___ MATERIAL SHOWN
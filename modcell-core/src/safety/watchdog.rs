//! Phase stall watchdog
//!
//! Tracks how long the machine has stayed in its current phase and reports
//! a stall once that exceeds the configured limit for the phase.

use crate::config::WatchdogConfig;
use crate::state::Phase;

/// Wait that has exceeded its limit
#[derive(Debug, Clone, Copy, PartialEq, Eq)]
#[cfg_attr(feature = "defmt", derive(defmt::Format))]
pub enum StallKind {
    /// Limit switch never closed
    Rotation,
    /// Neighbor never cleared the hand-over
    Handshake,
    /// Item never arrived, or the neighbor never confirmed it
    Translation,
}

/// Watchdog verdict
#[derive(Debug, Clone, Copy, PartialEq, Eq)]
#[cfg_attr(feature = "defmt", derive(defmt::Format))]
pub enum SafetyStatus {
    /// Current wait within limits
    Ok,
    /// Current wait exceeded its limit
    Stalled(StallKind),
}

/// Stall watchdog
///
/// Feed it the machine's phase with a timestamp as often as the machine is
/// ticked. Re-entering a phase restarts its timer.
#[derive(Debug, Clone)]
pub struct StallWatchdog {
    config: WatchdogConfig,
    /// Phase seen on the last observation
    phase: Phase,
    /// When `phase` was entered (ms)
    entered_ms: u64,
}

impl StallWatchdog {
    /// Create a new watchdog
    pub fn new(config: WatchdogConfig) -> Self {
        Self {
            config,
            phase: Phase::Idle,
            entered_ms: 0,
        }
    }

    /// Record the machine's phase at `now_ms` and check its age
    pub fn observe(&mut self, phase: Phase, now_ms: u64) -> SafetyStatus {
        if phase != self.phase {
            self.phase = phase;
            self.entered_ms = now_ms;
        }

        let Some((kind, limit_ms)) = self.limit(phase) else {
            return SafetyStatus::Ok;
        };

        if self.elapsed_ms(now_ms) >= u64::from(limit_ms) {
            SafetyStatus::Stalled(kind)
        } else {
            SafetyStatus::Ok
        }
    }

    /// Time spent in the current phase
    pub fn elapsed_ms(&self, now_ms: u64) -> u64 {
        now_ms.saturating_sub(self.entered_ms)
    }

    /// Phase seen on the last observation
    pub fn phase(&self) -> Phase {
        self.phase
    }

    /// Forget timing history, as if idle since `now_ms`
    pub fn reset(&mut self, now_ms: u64) {
        self.phase = Phase::Idle;
        self.entered_ms = now_ms;
    }

    fn limit(&self, phase: Phase) -> Option<(StallKind, u32)> {
        match phase {
            Phase::Idle => None,
            Phase::Orienting => self
                .config
                .rotation_timeout_ms
                .map(|t| (StallKind::Rotation, t)),
            Phase::Handshaking => self
                .config
                .handshake_timeout_ms
                .map(|t| (StallKind::Handshake, t)),
            Phase::Translating => self
                .config
                .translation_timeout_ms
                .map(|t| (StallKind::Translation, t)),
        }
    }
}

#[cfg(test)]
mod tests {
    use super::*;

    fn config() -> WatchdogConfig {
        WatchdogConfig {
            rotation_timeout_ms: Some(1000),
            handshake_timeout_ms: Some(500),
            translation_timeout_ms: None,
        }
    }

    #[test]
    fn test_idle_never_stalls() {
        let mut wd = StallWatchdog::new(config());
        assert_eq!(wd.observe(Phase::Idle, 0), SafetyStatus::Ok);
        assert_eq!(wd.observe(Phase::Idle, 1_000_000), SafetyStatus::Ok);
    }

    #[test]
    fn test_rotation_stall() {
        let mut wd = StallWatchdog::new(config());
        assert_eq!(wd.observe(Phase::Orienting, 100), SafetyStatus::Ok);
        assert_eq!(wd.observe(Phase::Orienting, 1099), SafetyStatus::Ok);
        assert_eq!(
            wd.observe(Phase::Orienting, 1100),
            SafetyStatus::Stalled(StallKind::Rotation)
        );
        // Reported for as long as the condition persists
        assert_eq!(
            wd.observe(Phase::Orienting, 5000),
            SafetyStatus::Stalled(StallKind::Rotation)
        );
    }

    #[test]
    fn test_phase_change_restarts_timer() {
        let mut wd = StallWatchdog::new(config());
        wd.observe(Phase::Orienting, 0);
        assert_eq!(wd.observe(Phase::Handshaking, 900), SafetyStatus::Ok);
        assert_eq!(wd.elapsed_ms(900), 0);
        assert_eq!(
            wd.observe(Phase::Handshaking, 1400),
            SafetyStatus::Stalled(StallKind::Handshake)
        );
    }

    #[test]
    fn test_disabled_limit() {
        let mut wd = StallWatchdog::new(config());
        wd.observe(Phase::Translating, 0);
        assert_eq!(wd.observe(Phase::Translating, u64::MAX), SafetyStatus::Ok);
    }

    #[test]
    fn test_reset() {
        let mut wd = StallWatchdog::new(config());
        wd.observe(Phase::Orienting, 0);
        wd.reset(2000);
        assert_eq!(wd.phase(), Phase::Idle);
        assert_eq!(wd.observe(Phase::Orienting, 2500), SafetyStatus::Ok);
    }

    #[test]
    fn test_clock_going_backwards_is_not_a_stall() {
        let mut wd = StallWatchdog::new(config());
        wd.observe(Phase::Orienting, 5000);
        assert_eq!(wd.observe(Phase::Orienting, 10), SafetyStatus::Ok);
    }
}
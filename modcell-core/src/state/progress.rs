//! Tick outcomes and machine phases

use modcell_protocol::{Command, Skill};

use super::orientation::RotationState;
use crate::traits::{RotationCommand, TranslationCommand};

/// Which part of a skill the machine is in
///
/// Phases are evaluated in this order on every tick; the first one whose
/// guard holds is the one that runs.
#[derive(Debug, Clone, Copy, PartialEq, Eq)]
#[cfg_attr(feature = "defmt", derive(defmt::Format))]
pub enum Phase {
    /// No active skill, listening for a command
    Idle,
    /// Turntable not at the target position
    Orienting,
    /// Oriented, waiting to be cleared to move
    Handshaking,
    /// Belt running or about to start
    Translating,
}

/// What a single tick did
#[derive(Debug, Clone, Copy, PartialEq, Eq)]
#[cfg_attr(feature = "defmt", derive(defmt::Format))]
pub enum Progress {
    /// Nothing changed; the current wait condition still holds
    Waiting,
    /// A command byte was accepted
    SkillStarted(Command),
    /// A command byte was out of range and discarded
    CommandRejected(u8),
    /// The turntable motor was started
    RotationStarted(RotationCommand),
    /// The turntable reached its target and was stopped
    Oriented(RotationState),
    /// The ready acknowledgement was sent (receiving side)
    ReadySignalled,
    /// The neighbor's ready signal arrived (forwarding side)
    HandshakeReceived,
    /// The belt motor was started
    TranslationStarted(TranslationCommand),
    /// The hand-over finished and the machine is idle again
    SkillCompleted(Skill),
}

impl Progress {
    /// Check if the machine's state changed
    ///
    /// A rejected command leaves the state untouched.
    pub fn changed_state(&self) -> bool {
        !matches!(self, Progress::Waiting | Progress::CommandRejected(_))
    }

    /// Check if an actuator was commanded this tick
    pub fn drove_actuator(&self) -> bool {
        matches!(
            self,
            Progress::RotationStarted(_)
                | Progress::Oriented(_)
                | Progress::TranslationStarted(_)
                | Progress::SkillCompleted(_)
        )
    }
}
//! Build script for modcell-firmware
//!
//! - Sets up linker search paths for memory.x
//! - Validates cell.toml and compiles it into the firmware

use std::env;
use std::fs::{self, File};
use std::io::Write;
use std::path::{Path, PathBuf};

use modcell_core::config::CellConfig;

/// Keys accepted in cell.toml, per table ("" is the top level)
const KNOWN_KEYS: &[(&str, &[&str])] = &[
    ("", &["tick_interval_ms", "baudrate", "sensors", "watchdog"]),
    (
        "sensors",
        &[
            "light_barrier_inverted",
            "home_switch_inverted",
            "quarter_switch_inverted",
        ],
    ),
    (
        "watchdog",
        &[
            "rotation_timeout_ms",
            "handshake_timeout_ms",
            "translation_timeout_ms",
        ],
    ),
];

fn main() {
    setup_linker();
    let config = validate_config();
    generate_config(&config);
}

/// Set up linker search paths for memory.x
fn setup_linker() {
    let out_dir = PathBuf::from(env::var("OUT_DIR").unwrap());

    let memory_x = include_bytes!("memory.x");
    let mut f = File::create(out_dir.join("memory.x")).unwrap();
    f.write_all(memory_x).unwrap();

    println!("cargo:rustc-link-search={}", out_dir.display());

    println!("cargo:rerun-if-changed=memory.x");
    println!("cargo:rerun-if-changed=build.rs");
}

/// Validate cell.toml at compile time
fn validate_config() -> CellConfig {
    println!("cargo:rerun-if-changed=cell.toml");

    let config_path = Path::new("cell.toml");

    if !config_path.exists() {
        panic!(
            "\n\
            ╔══════════════════════════════════════════════════════════════════╗\n\
            ║  ERROR: cell.toml not found!                                     ║\n\
            ║                                                                  ║\n\
            ║  The firmware requires a cell.toml configuration file.           ║\n\
            ║  Please create one in the modcell-firmware directory.            ║\n\
            ╚══════════════════════════════════════════════════════════════════╝\n"
        );
    }

    let content = match fs::read_to_string(config_path) {
        Ok(content) => content,
        Err(e) => {
            panic!(
                "\n\
                ╔══════════════════════════════════════════════════════════════════╗\n\
                ║  ERROR: Failed to read cell.toml                                 ║\n\
                ║                                                                  ║\n\
                ║  Error: {:<56} ║\n\
                ╚══════════════════════════════════════════════════════════════════╝\n",
                e
            );
        }
    };

    let value: toml::Value = match toml::from_str(&content) {
        Ok(value) => value,
        Err(e) => fail("Invalid TOML syntax in cell.toml", &e.to_string()),
    };

    check_unknown_keys(&value);

    let config: CellConfig = match value.try_into() {
        Ok(config) => config,
        Err(e) => fail("Invalid value in cell.toml", &e.to_string()),
    };

    if let Err(e) = config.validate() {
        fail("Rejected configuration in cell.toml", &format!("{:?}", e));
    }

    println!("cargo:warning=cell.toml validated successfully");
    config
}

/// Reject keys the firmware would silently ignore
fn check_unknown_keys(value: &toml::Value) {
    let mut errors = Vec::new();

    for (table, known) in KNOWN_KEYS {
        let entries = if table.is_empty() {
            value.as_table()
        } else {
            value.get(table).and_then(toml::Value::as_table)
        };
        let Some(entries) = entries else {
            continue;
        };

        for key in entries.keys() {
            if !known.contains(&key.as_str()) {
                if table.is_empty() {
                    errors.push(format!("Unknown key `{}`", key));
                } else {
                    errors.push(format!("Unknown key `{}.{}`", table, key));
                }
            }
        }
    }

    if !errors.is_empty() {
        panic!(
            "\n\
            ╔══════════════════════════════════════════════════════════════════╗\n\
            ║  ERROR: Unknown keys in cell.toml                                ║\n\
            ╠══════════════════════════════════════════════════════════════════╣\n\
            {}\n\
            ╚══════════════════════════════════════════════════════════════════╝\n",
            errors
                .iter()
                .map(|e| format!("║  • {:<62} ║", e))
                .collect::<Vec<_>>()
                .join("\n")
        );
    }
}

/// Abort the build with a framed error
fn fail(title: &str, detail: &str) -> ! {
    panic!(
        "\n\
        ╔══════════════════════════════════════════════════════════════════╗\n\
        ║  ERROR: {:<56} ║\n\
        ╠══════════════════════════════════════════════════════════════════╣\n\
        ║                                                                  ║\n\
        {}\n\
        ║                                                                  ║\n\
        ╚══════════════════════════════════════════════════════════════════╝\n",
        title,
        format_error_lines(detail)
    );
}

/// Format error message lines with box drawing
fn format_error_lines(msg: &str) -> String {
    msg.lines()
        .map(|line| {
            let truncated = if line.len() > 64 {
                format!("{}...", &line[..61])
            } else {
                line.to_string()
            };
            format!("║  {:<64} ║", truncated)
        })
        .collect::<Vec<_>>()
        .join("\n")
}

/// Emit the validated configuration as a Rust constant
fn generate_config(config: &CellConfig) {
    let out_dir = PathBuf::from(env::var("OUT_DIR").unwrap());
    let sensors = &config.sensors;
    let watchdog = &config.watchdog;

    let code = format!(
        "/// Configuration compiled from cell.toml\n\
         pub const CELL_CONFIG: modcell_core::config::CellConfig = modcell_core::config::CellConfig {{\n    \
             tick_interval_ms: {},\n    \
             baudrate: {},\n    \
             sensors: modcell_core::config::SensorPolarity {{\n        \
                 light_barrier_inverted: {},\n        \
                 home_switch_inverted: {},\n        \
                 quarter_switch_inverted: {},\n    \
             }},\n    \
             watchdog: modcell_core::config::WatchdogConfig {{\n        \
                 rotation_timeout_ms: {:?},\n        \
                 handshake_timeout_ms: {:?},\n        \
                 translation_timeout_ms: {:?},\n    \
             }},\n\
         }};\n",
        config.tick_interval_ms,
        config.baudrate,
        sensors.light_barrier_inverted,
        sensors.home_switch_inverted,
        sensors.quarter_switch_inverted,
        watchdog.rotation_timeout_ms,
        watchdog.handshake_timeout_ms,
        watchdog.translation_timeout_ms,
    );

    fs::write(out_dir.join("cell_config.rs"), code).unwrap();
}
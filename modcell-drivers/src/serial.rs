//! embedded-io serial adapter
//!
//! Turns a byte stream into the non-blocking single-byte link the
//! control loop polls. A read only happens when the port reports data
//! ready, so the control loop never blocks on the link.

use embedded_io::{Read, ReadReady, Write};
use modcell_hal::{SerialRx, SerialTx};

/// Serial port backed by an embedded-io stream
pub struct IoSerial<T> {
    io: T,
}

impl<T> IoSerial<T> {
    pub fn new(io: T) -> Self {
        Self { io }
    }

    pub fn into_inner(self) -> T {
        self.io
    }
}

impl<T: Read + ReadReady> SerialRx for IoSerial<T> {
    type Error = T::Error;

    fn try_read_byte(&mut self) -> Result<Option<u8>, Self::Error> {
        if !self.io.read_ready()? {
            return Ok(None);
        }

        let mut buf = [0u8; 1];
        let n = self.io.read(&mut buf)?;
        Ok((n == 1).then_some(buf[0]))
    }
}

impl<T: Write> SerialTx for IoSerial<T> {
    type Error = T::Error;

    fn write_byte(&mut self, byte: u8) -> Result<(), Self::Error> {
        self.io.write_all(&[byte])
    }

    fn flush(&mut self) -> Result<(), Self::Error> {
        self.io.flush()
    }
}
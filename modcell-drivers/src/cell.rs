//! GPIO-backed transport cell
//!
//! Assembles switches, H-bridges, a serial port, a clock and a diagnostic
//! sink into a [`CellIo`] the state machine can drive.
//!
//! Link errors never reach the state machine: a failed read counts as
//! "nothing pending" and a failed write drops the byte. Both are reported
//! to the diagnostic sink.

use modcell_core::config::SensorPolarity;
use modcell_core::traits::{
    CellIo, DiagnosticSink, LogLevel, RotationCommand, TranslationCommand,
};
use modcell_hal::{InputPin, MonotonicClock, OutputPin, SerialRx, SerialTx};

use crate::motor::HBridge;
use crate::sensor::Switch;

/// Sensor inputs and motor outputs of one cell
pub struct CellPins<I, O> {
    pub light_barrier: Switch<I>,
    pub home_switch: Switch<I>,
    pub quarter_switch: Switch<I>,
    pub rotation: HBridge<O>,
    pub translation: HBridge<O>,
}

impl<I: InputPin, O: OutputPin> CellPins<I, O> {
    /// Wire up raw pins
    ///
    /// Motor pins are given as (A, B) pairs; A high turns the turntable
    /// clockwise and runs the belt forward.
    pub fn new(
        light_barrier: I,
        home_switch: I,
        quarter_switch: I,
        rotation: (O, O),
        translation: (O, O),
        polarity: SensorPolarity,
    ) -> Self {
        Self {
            light_barrier: Switch::new(light_barrier, polarity.light_barrier_inverted),
            home_switch: Switch::new(home_switch, polarity.home_switch_inverted),
            quarter_switch: Switch::new(quarter_switch, polarity.quarter_switch_inverted),
            rotation: HBridge::new(rotation.0, rotation.1),
            translation: HBridge::new(translation.0, translation.1),
        }
    }
}

/// Transport cell on real pins and a real serial port
pub struct GpioCell<I, O, R, T, C, D> {
    pins: CellPins<I, O>,
    rx: R,
    tx: T,
    clock: C,
    sink: D,
}

impl<I, O, R, T, C, D> GpioCell<I, O, R, T, C, D>
where
    I: InputPin,
    O: OutputPin,
    R: SerialRx,
    T: SerialTx,
    C: MonotonicClock,
    D: DiagnosticSink,
{
    pub fn new(pins: CellPins<I, O>, rx: R, tx: T, clock: C, sink: D) -> Self {
        Self {
            pins,
            rx,
            tx,
            clock,
            sink,
        }
    }

    pub fn pins(&self) -> &CellPins<I, O> {
        &self.pins
    }

    /// Cut power to both motors
    ///
    /// Not used by the state machine; for integrators shutting down.
    pub fn stop_all(&mut self) {
        self.pins.rotation.set(0);
        self.pins.translation.set(0);
    }
}

impl<I, O, R, T, C, D> CellIo for GpioCell<I, O, R, T, C, D>
where
    I: InputPin,
    O: OutputPin,
    R: SerialRx,
    T: SerialTx,
    C: MonotonicClock,
    D: DiagnosticSink,
{
    fn light_barrier(&mut self) -> bool {
        self.pins.light_barrier.is_triggered()
    }

    fn home_limit_switch(&mut self) -> bool {
        self.pins.home_switch.is_triggered()
    }

    fn quarter_turn_limit_switch(&mut self) -> bool {
        self.pins.quarter_switch.is_triggered()
    }

    fn drive_rotation(&mut self, command: RotationCommand) {
        self.pins.rotation.rotate(command);
    }

    fn drive_translation(&mut self, command: TranslationCommand) {
        self.pins.translation.translate(command);
    }

    fn read_byte(&mut self) -> Option<u8> {
        match self.rx.try_read_byte() {
            Ok(byte) => byte,
            Err(_) => {
                self.sink.log(LogLevel::Warn, "serial read failed");
                None
            }
        }
    }

    fn write_byte(&mut self, byte: u8) {
        if self.tx.write_byte(byte).is_err() {
            self.sink.log(LogLevel::Error, "serial write failed, byte dropped");
        }
    }

    fn log(&mut self, level: LogLevel, message: &str) {
        self.sink.log(level, message);
    }

    fn clock_millis(&mut self) -> u64 {
        self.clock.now_ms()
    }
}
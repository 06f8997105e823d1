//! Scripted cell for unit tests

use std::collections::VecDeque;
use std::string::{String, ToString};
use std::vec::Vec;

use crate::traits::{CellIo, LogLevel, RotationCommand, TranslationCommand};

/// Side effect observed on the mock, in call order
#[derive(Debug, Clone, Copy, PartialEq, Eq)]
pub enum IoEvent {
    Rotation(RotationCommand),
    Translation(TranslationCommand),
    Write(u8),
}

#[derive(Debug, Default)]
pub struct MockCell {
    pub light_barrier: bool,
    pub home: bool,
    pub quarter: bool,
    pub inbox: VecDeque<u8>,
    pub events: Vec<IoEvent>,
    pub logs: Vec<(LogLevel, String)>,
    pub now_ms: u64,
}

impl MockCell {
    pub fn new() -> Self {
        Self::default()
    }

    pub fn push(&mut self, byte: u8) {
        self.inbox.push_back(byte);
    }

    pub fn written(&self) -> Vec<u8> {
        self.events
            .iter()
            .filter_map(|e| match e {
                IoEvent::Write(b) => Some(*b),
                _ => None,
            })
            .collect()
    }

    pub fn rotations(&self) -> Vec<RotationCommand> {
        self.events
            .iter()
            .filter_map(|e| match e {
                IoEvent::Rotation(c) => Some(*c),
                _ => None,
            })
            .collect()
    }

    pub fn translations(&self) -> Vec<TranslationCommand> {
        self.events
            .iter()
            .filter_map(|e| match e {
                IoEvent::Translation(c) => Some(*c),
                _ => None,
            })
            .collect()
    }
}

impl CellIo for MockCell {
    fn light_barrier(&mut self) -> bool {
        self.light_barrier
    }

    fn home_limit_switch(&mut self) -> bool {
        self.home
    }

    fn quarter_turn_limit_switch(&mut self) -> bool {
        self.quarter
    }

    fn drive_rotation(&mut self, command: RotationCommand) {
        self.events.push(IoEvent::Rotation(command));
    }

    fn drive_translation(&mut self, command: TranslationCommand) {
        self.events.push(IoEvent::Translation(command));
    }

    fn read_byte(&mut self) -> Option<u8> {
        self.inbox.pop_front()
    }

    fn write_byte(&mut self, byte: u8) {
        self.events.push(IoEvent::Write(byte));
    }

    fn log(&mut self, level: LogLevel, message: &str) {
        self.logs.push((level, message.to_string()));
    }

    fn clock_millis(&mut self) -> u64 {
        self.now_ms
    }
}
______
WORK REQUIRED
Report how many lines of the entries hold the string "reports". Provide the number alone.

SOLUTION TO THIS EXERCISE
2